▶ **What to produce**:
An exact copy of the lines from the one containing "pub mod result;" to the end of the records below is required, and nothing else.

▶ **Material provided**:

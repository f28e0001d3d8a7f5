//! Workflow orchestration.
//!
//! - [`WorkflowOrchestrator`] - Step registry, scheduler, and executor
//! - [`DependencyGraph`] - Deterministic topological ordering
//! - [`WorkflowEvent`] - Structured events handed to an [`EventSink`]
//! - [`WorkflowRun`] - Outcome of one run
//! - [`presets`] - Ready-made workflows

pub mod dependency;
pub mod events;
pub mod orchestrator;
pub mod presets;
pub mod result;

pub use dependency::{DependencyGraph, DependencyGraphBuilder};
pub use events::{EventSink, MemorySink, TracingSink, WorkflowEvent};
pub use orchestrator::{RunOptions, WorkflowOrchestrator, DEFAULT_MAX_RETRIES, DEFAULT_WORKFLOW_NAME};
pub use result::{WorkflowRun, WorkflowStats, WORKFLOW_ERROR_KEY};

▶ **Solution**:
pub mod result;

pub use dependency::{DependencyGraph, DependencyGraphBuilder};
pub use events::{EventSink, MemorySink, TracingSink, WorkflowEvent};
pub use orchestrator::{RunOptions, WorkflowOrchestrator, DEFAULT_MAX_RETRIES, DEFAULT_WORKFLOW_NAME};
pub use result::{WorkflowRun, WorkflowStats, WORKFLOW_ERROR_KEY};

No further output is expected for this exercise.